Friday, May 29, 2009

Under the Weather

Tonight I planned to have a liesurely evening at the barn, perhaps reading one of the books I just got from the library as Halo grazed serenely nearby. It was not to be so! When I pulled into the barn driveway I didn't see Halo in the field. I grabbed her halter and headed out to find this:

I've caught her lying in the pasture before, so I didn't think much of it until I got closer. I offered her a bite of the enormous apple I was eating. She refused. Strange. When I first got her she didn't like apples, but the last few times I'd brought them she enjoyed having a piece. She stood up, and meanwhile a couple of the other horses came up to investigate. While I was distracted by them, Halo ambled off a few steps and lay down again. That was decidedly odd. And then as I observed, she went flat out.

At this, I became worried. I got her on her feet and led her out of the pasture. I listened for gut sounds and didn't hear much, and also noticed that she seemed to have recently had some diarrhea. I walked her for a while and checked again for gut sounds. She seemed rather listless, walking slowly and not showing much interest in grass or anything else. Fortunately the barn owner was at home, so I let her know what was going on and then continued walking Halo. She did try to lie down on me at one point, in a very stupid place right next to the electric fence. Fortunately she stayed on her feet and we kept walking.

By the time the food wagon came by with everyone's nightly feed she seemed to be perking up. Her illness could be caused by several factors. Yesterday she had her wolf teeth pulled, and they were big damn teeth (pictures forthcoming). I'm sure I wouldn't feel that great with a sore mouth and possibly some after-effects from sedation. She also got her rabies and West Nile vaccinations yesterday since I couldn't order them from Valley Vet Supply. In addition, new round bales were put in the pasture on Wednesday, and apparently a couple of other horses haven't been feeling well either. 

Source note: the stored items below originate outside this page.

impl NetSession {
    pub fn new(config: SessionConfig) -> io::Result<Self> {
        let endpoint = DatagramEndpoint::bind("0.0.0.0:0")?;
        let (completion_tx, completions) = unbounded();

        Ok(Self {
            endpoint,
            reliable: ReliableChannel::new(config.max_pending_reliables, config.receive_slack),
            routes: RouteQueues::new(),
            state: ConnectionState::Idle,
            current_server: None,
            token: None,
            guid: 0,
            client_id: 0,
            host_id: 0,
            host_base: 0,
            epoch: 0,
            completion_tx,
            completions,
            handshake: None,
            build_hook: None,
            last_send: None,
            last_received: Instant::now(),
            last_connect: None,
            connect_attempts: 0,
            config,
        })
    }

    pub fn connect(
        &mut self,
        host: &str,
        port: u16,
        ctx: &mut SessionContext,
    ) -> Result<(), SessionError> {
        if self.state != ConnectionState::Idle {
            self.finalize_disconnect("Bye!");
        }

        let addr = (host, port)
            .to_socket_addrs()
            .map_err(|_| SessionError::Resolve(format!("{host}:{port}")))?
            .next()
            .ok_or_else(|| SessionError::Resolve(format!("{host}:{port}")))?;

        log::info!("connecting to {addr}");

        self.current_server = Some(addr);
        self.state = ConnectionState::Initiating;
        self.guid = ctx.identity.guid();
        self.reliable.reset();
        self.routes.clear();
        self.token = None;
        self.last_received = Instant::now();
        self.last_send = None;
        self.last_connect = None;
        self.connect_attempts = 0;

        self.handshake = Some(Handshake::start(
            host,
            port,
            ctx.identity,
            ctx.fetch,
            self.epoch,
            &self.completion_tx,
        ));

        Ok(())
    }

    pub fn disconnect(&mut self, reason: &str) {
        self.finalize_disconnect(reason);
    }

    /// One cooperative frame: drain request completions, receive, send,
    /// advance timers. Fatal conditions tear the session down and are
    /// returned to the caller.
    pub fn tick(&mut self, ctx: &mut SessionContext) -> Result<(), SessionError> {
        self.drain_completions(ctx)?;
        self.process_receive(ctx.handlers)?;
        if let Err(e) = self.process_send() {
            return Err(self.fail(e));
        }
        self.advance_state()
    }

    pub fn send_reliable(&mut self, type_name: &str, payload: &[u8]) -> Result<(), SessionError> {
        // worst-case framing: ack, tag, id, extended size, end tag
        if payload.len() + 20 > self.config.message_capacity {
            return Err(self.fail(SessionError::MessageOverflow {
                size: payload.len(),
                capacity: self.config.message_capacity,
            }));
        }

        let tag = MessageTag::from_name(type_name);

        match self.reliable.enqueue(tag, payload) {
            Ok(_) => Ok(()),
            Err(e) => Err(self.fail(SessionError::Protocol(e))),
        }
    }

    /// Queues a best-effort packet for a peer. Payloads too large for the
    /// u16 length field or the composed message are dropped with a warning,
    /// matching the loss semantics of the routed sub-channel.
    pub fn route_packet(&mut self, peer_id: u16, payload: &[u8]) {
        if payload.len() > u16::MAX as usize
            || payload.len() + 16 > self.config.message_capacity
        {
            log::warn!(
                "dropping {} byte routed packet for peer {peer_id}, too large to frame",
                payload.len()
            );
            return;
        }

        self.routes.push_outbound(peer_id, payload.to_vec());
    }

    pub fn routed_backlog(&self) -> usize {
        self.routes.outbound_len()
    }

    pub fn dequeue_routed(&mut self) -> Option<RoutedPacket> {
        self.routes.pop_inbound()
    }

    /// Appended to every composed message, after routed packets and pending
    /// reliable commands.
    pub fn set_build_hook<F>(&mut self, hook: F)
    where
        F: FnMut(&mut NetBuffer) + 'static,
    {
        self.build_hook = Some(Box::new(hook));
    }

    /// Confirms the content side is ready to pull resources; gates the
    /// `InitReceived -> Downloading` transition.
    pub fn begin_download(&mut self) {
        if self.state == ConnectionState::InitReceived {
            self.state = ConnectionState::Downloading;
        }
    }

    /// Signal from the resource sync that every required file is in place.
    pub fn downloads_complete(&mut self) {
        if self.state == ConnectionState::Downloading {
            self.state = ConnectionState::DownloadComplete;
        }
    }

    pub fn state(&self) -> ConnectionState {
        self.state
    }

    pub fn is_active(&self) -> bool {
        self.state == ConnectionState::Active
    }

    pub fn current_peer(&self) -> Option<SocketAddr> {
        self.current_server
    }

    pub fn local_addr(&self) -> SocketAddr {
        self.endpoint.local_addr()
    }

    pub fn client_id(&self) -> u16 {
        self.client_id
    }

    pub fn host_id(&self) -> u16 {
        self.host_id
    }

    pub fn host_base(&self) -> u32 {
        self.host_base
    }

    pub fn set_host(&mut self, host_id: u16, host_base: u32) {
        self.host_id = host_id;
        self.host_base = host_base;
    }

    pub fn stats(&self) -> &NetworkStats {
        self.endpoint.stats()
    }

    pub fn config(&self) -> &SessionConfig {
        &self.config
    }

    fn fail(&mut self, err: SessionError) -> SessionError {
        log::error!("fatal session error: {err}");
        self.finalize_disconnect(&err.to_string());
        err
    }

    fn finalize_disconnect(&mut self, reason: &str) {
        if self.state == ConnectionState::Idle {
            return;
        }

        if matches!(
            self.state,
            ConnectionState::Connecting | ConnectionState::Connected | ConnectionState::Active
        ) {
            // best-effort quit notice; nobody will ack it, so fire twice
            let _ = self.reliable.enqueue(MSG_I_QUIT, reason.as_bytes());

            self.last_send = None;
            let _ = self.process_send();
            self.last_send = None;
            let _ = self.process_send();
        }

        log::info!("disconnected: {reason}");

        self.state = ConnectionState::Idle;
        self.current_server = None;
        self.token = None;
        self.handshake = None;
        self.reliable.reset();
        self.routes.clear();
        self.last_send = None;
        self.last_connect = None;
        self.connect_attempts = 0;
        // in-flight request completions for the old session become stale
        self.epoch += 1;
    }

    fn drain_completions(&mut self, ctx: &mut SessionContext) -> Result<(), SessionError> {
        while let Ok(completion) = self.completions.try_recv() {
            if completion.ctx.epoch != self.epoch {
                log::debug!("dropping completion from a previous session");
                continue;
            }

            match completion.ctx.kind {
                RequestKind::Handshake => {
                    let Some(handshake) = self.handshake.as_mut() else {
                        continue;
                    };

                    match handshake.handle(
                        completion.result,
                        ctx.identity,
                        ctx.fetch,
                        &self.completion_tx,
                    ) {
                        HandshakeOutcome::Pending => {}
                        HandshakeOutcome::Complete { token } => {
                            log::info!("handshake complete");
                            self.token = Some(token);
                            self.handshake = None;
                            self.state = ConnectionState::InitReceived;
                        }
                        HandshakeOutcome::Failed(reason) => {
                            return Err(self.fail(SessionError::Handshake(reason)));
                        }
                    }
                }
                kind => log::warn!("unexpected completion kind {kind:?} on session channel"),
            }
        }

        Ok(())
    }

    fn process_receive(&mut self, handlers: &mut HandlerRegistry) -> Result<(), SessionError> {
        for datagram in self.endpoint.receive() {
            if let Some(text) = datagram.oob_text() {
                self.handle_oob(datagram.from, &text)?;
            } else {
                if Some(datagram.from) != self.current_server {
                    log::warn!("discarding in-band datagram from non-peer {}", datagram.from);
                    continue;
                }

                self.handle_message(&datagram.data, handlers)?;
            }
        }

        Ok(())
    }

    fn handle_oob(&mut self, from: SocketAddr, text: &str) -> Result<(), SessionError> {
        if Some(from) != self.current_server {
            log::warn!("discarding out-of-band datagram from non-peer {from}");
            return Ok(());
        }

        match OobMessage::parse(text) {
            Some(OobMessage::ConnectOk {
                client_id,
                host_id,
                host_base,
            }) => {
                log::info!("connectOK, our id {client_id}, host id {host_id}");

                self.client_id = client_id;
                self.host_id = host_id;
                self.host_base = host_base;
                self.reliable.reset_incoming();
                self.last_received = Instant::now();
                self.state = ConnectionState::Connected;
            }
            Some(OobMessage::Error { message }) => {
                return Err(self.fail(SessionError::ServerError(message)));
            }
            Some(OobMessage::Connect { .. }) => {
                // connect requests only travel client to server
            }
            None => log::warn!("unparseable out-of-band datagram from {from}"),
        }

        Ok(())
    }

    fn handle_message(
        &mut self,
        data: &[u8],
        handlers: &mut HandlerRegistry,
    ) -> Result<(), SessionError> {
        self.last_received = Instant::now();

        let mut msg = NetBuffer::from_bytes(data.to_vec());

        let Ok(ack) = msg.read_u32() else {
            log::debug!("runt message dropped");
            return Ok(());
        };
        self.reliable.process_ack(ack);

        if self.state == ConnectionState::Connected {
            log::info!("session active");
            self.state = ConnectionState::Active;
        }

        if self.state != ConnectionState::Active {
            return Ok(());
        }

        while !msg.end() {
            let Ok(raw_tag) = msg.read_u32() else { break };
            let tag = MessageTag(raw_tag);

            if tag == MSG_END {
                break;
            }

            if tag == MSG_ROUTE {
                let Ok(peer_id) = msg.read_u16() else { break };
                let Ok(length) = msg.read_u16() else { break };
                let Ok(payload) = msg.read_bytes(length as usize) else {
                    break;
                };

                self.routes.push_inbound(peer_id, payload);
                continue;
            }

            // reliable command frame
            let Ok(raw_id) = msg.read_u32() else { break };

            let (id, size) = if raw_id & RELIABLE_SIZE_FLAG != 0 {
                let Ok(size) = msg.read_u32() else { break };
                (raw_id & !RELIABLE_SIZE_FLAG, size as usize)
            } else {
                let Ok(size) = msg.read_u16() else { break };
                (raw_id, size as usize)
            };

            let Ok(payload) = msg.read_bytes(size) else { break };

            match self.reliable.accept(id) {
                Ok(true) => {
                    handlers.dispatch(tag, &payload);
                }
                Ok(false) => {
                    // redelivery of an already-applied command
                }
                Err(e) => return Err(self.fail(SessionError::Protocol(e))),
            }
        }

        Ok(())
    }

    fn process_send(&mut self) -> Result<(), SessionError> {
        if self.state != ConnectionState::Active {
            return Ok(());
        }

        let due = self
            .last_send
            .is_none_or(|at| at.elapsed() >= self.config.send_interval);
        let instant = self.config.instant_send && self.routes.has_outbound();

        if !due && !instant {
            return Ok(());
        }

        let Some(server) = self.current_server else {
            return Ok(());
        };

        let mut msg = NetBuffer::with_capacity(self.config.message_capacity);
        if let Err(e) = self.compose_message(&mut msg) {
            // a message that cannot be composed can never be retried
            // successfully, so the session cannot make progress
            let (size, capacity) = match e {
                BufferError::Overflow { needed, capacity } => (msg.len() + needed, capacity),
                BufferError::Underrun { .. } => (msg.len(), self.config.message_capacity),
            };
            return Err(SessionError::MessageOverflow { size, capacity });
        }

        if let Err(e) = self.endpoint.send_to(msg.as_bytes(), server) {
            log::warn!("send failed: {e}");
        }

        self.last_send = Some(Instant::now());
        Ok(())
    }

    fn compose_message(&mut self, msg: &mut NetBuffer) -> Result<(), BufferError> {
        msg.write_u32(self.reliable.last_received_id())?;

        while let Some(packet) = self.routes.pop_outbound() {
            msg.write_u32(MSG_ROUTE.raw())?;
            msg.write_u16(packet.peer_id)?;
            msg.write_u16(packet.payload.len() as u16)?;
            msg.write_bytes(&packet.payload)?;
        }

        self.reliable.write_pending(msg)?;

        if let Some(hook) = self.build_hook.as_mut() {
            hook(msg);
        }

        msg.write_u32(MSG_END.raw())
    }

    fn advance_state(&mut self) -> Result<(), SessionError> {
        match self.state {
            ConnectionState::DownloadComplete => {
                self.state = ConnectionState::Connecting;
                self.last_connect = None;
                self.connect_attempts = 0;
            }
            ConnectionState::Connecting => {
                let due = self
                    .last_connect
                    .is_none_or(|at| at.elapsed() >= self.config.connect_interval);

                if due {
                    if self.connect_attempts >= self.config.max_connect_attempts {
                        return Err(
                            self.fail(SessionError::ConnectTimedOut(self.connect_attempts))
                        );
                    }

                    let oob = OobMessage::Connect {
                        token: self.token.clone().unwrap_or_default(),
                        guid: self.guid,
                    };

                    if let Some(server) = self.current_server {
                        if let Err(e) = self.endpoint.send_oob(server, &oob.encode()) {
                            log::warn!("connect datagram failed: {e}");
                        }
                    }

                    self.last_connect = Some(Instant::now());
                    self.connect_attempts += 1;
                }
            }
            ConnectionState::Active => {
                if self.last_received.elapsed() >= self.config.liveness_timeout {
                    let secs = self.config.liveness_timeout.as_secs();
                    return Err(self.fail(SessionError::LivenessTimeout(secs)));
                }
            }
            _ => {}
        }

        Ok(())
    }
}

Although she perked up, we chose to put her in the covered arena with another horse that was also not feeling well. She didn't poop while I was walking her, so we wanted to make sure she passed manure before feeding her anything else that might worsen an impaction. I think she's okay, but the barn owner will keep an eye on her tonight and call me if she starts acting strange again. I already had plans to go to the barn early tomorrow morning, so I'll get to check on her then as well. Horses!


Anonymous said...

I was very worried when I read your post - hope your mare is better by now.

Over the years, I've gotten much more likely to call the vet sooner rather than later. Horses can be very fragile creatures. For me, the main thing I look at is the horse's demeanor - any variation from normal appearance or behavior merits close observation, and any big variation means I'm on the phone to the vet ASAP - sometimes I've even called as I'm bringing a horse in from pasture if something isn't right. To me, a horse lying down, not just napping in the pasture or sleeping in a stall at night, is a big red alert - it usually is a sign of serious pain (often colic but sometimes something else) or other illness. Sometimes waiting to call the vet can result in things getting worse - even if they were to get better on their own I'd rather make the call.

I look at the horse's expression - is it dull or "looking inside"? I look at gum color and capillary refill time. I take the horse's temperature - you need to know your horse's normal temperature at different times of day, but for me anything over 101 is cause for serious concern. Is the horse breathing normally, and is the respiration rate normal - again, you need to know your horse's normal. Is the horse walking or standing abnormally? Are there gut sounds, on both sides and both high and low? - I use a stethescope to listen but press your ear to the horse's side if you don't have one. Is the horse exhibiting other signs of pain, such as pawing, rolling or head-shaking. I even have one mare that shows early stages of discomfort by small wrinkles on her muzzle!

Sorry for the long comment - I was worried when I read and saw your post.

taramariephotography said...

Is she looking or biting at her side? Poor girl. I hope she is better today.

spazfilly said...

@Kate - thanks for your concerns. I agree, it's usually best not to wait if there are gut problems! If there hadn't been the additional factors of vaccinations and recent tooth extraction at work, I probably would have called the vet immediately rather than second-guessing it.

@Tara - nope, she wasn't biting her sides, which I'm glad for. I would have been much more concerned if she'd been doing that.

I did check on her this morning and she seems 100% back to her normal happy self. I'm not sure what caused her to feel unwell yesterday, but she seems to be over it. I will be out again tomorrow morning to check on her again. Phew!

Anonymous said...

Great news! - all my worries were for nothing - as is sometimes (often) the case - perhaps just a reaction to the sedatives for tooth work and the vaccines.

meg said...

Oooh I'm so glad to hear she's better...I was worried looking at that second picture :( Never seen a healthy horse like that who wasn't seriously geriatric.

meg said...

Oooh I'm so glad to hear she's better...I was worried looking at that second picture :( Never seen a healthy horse like that who wasn't seriously geriatric.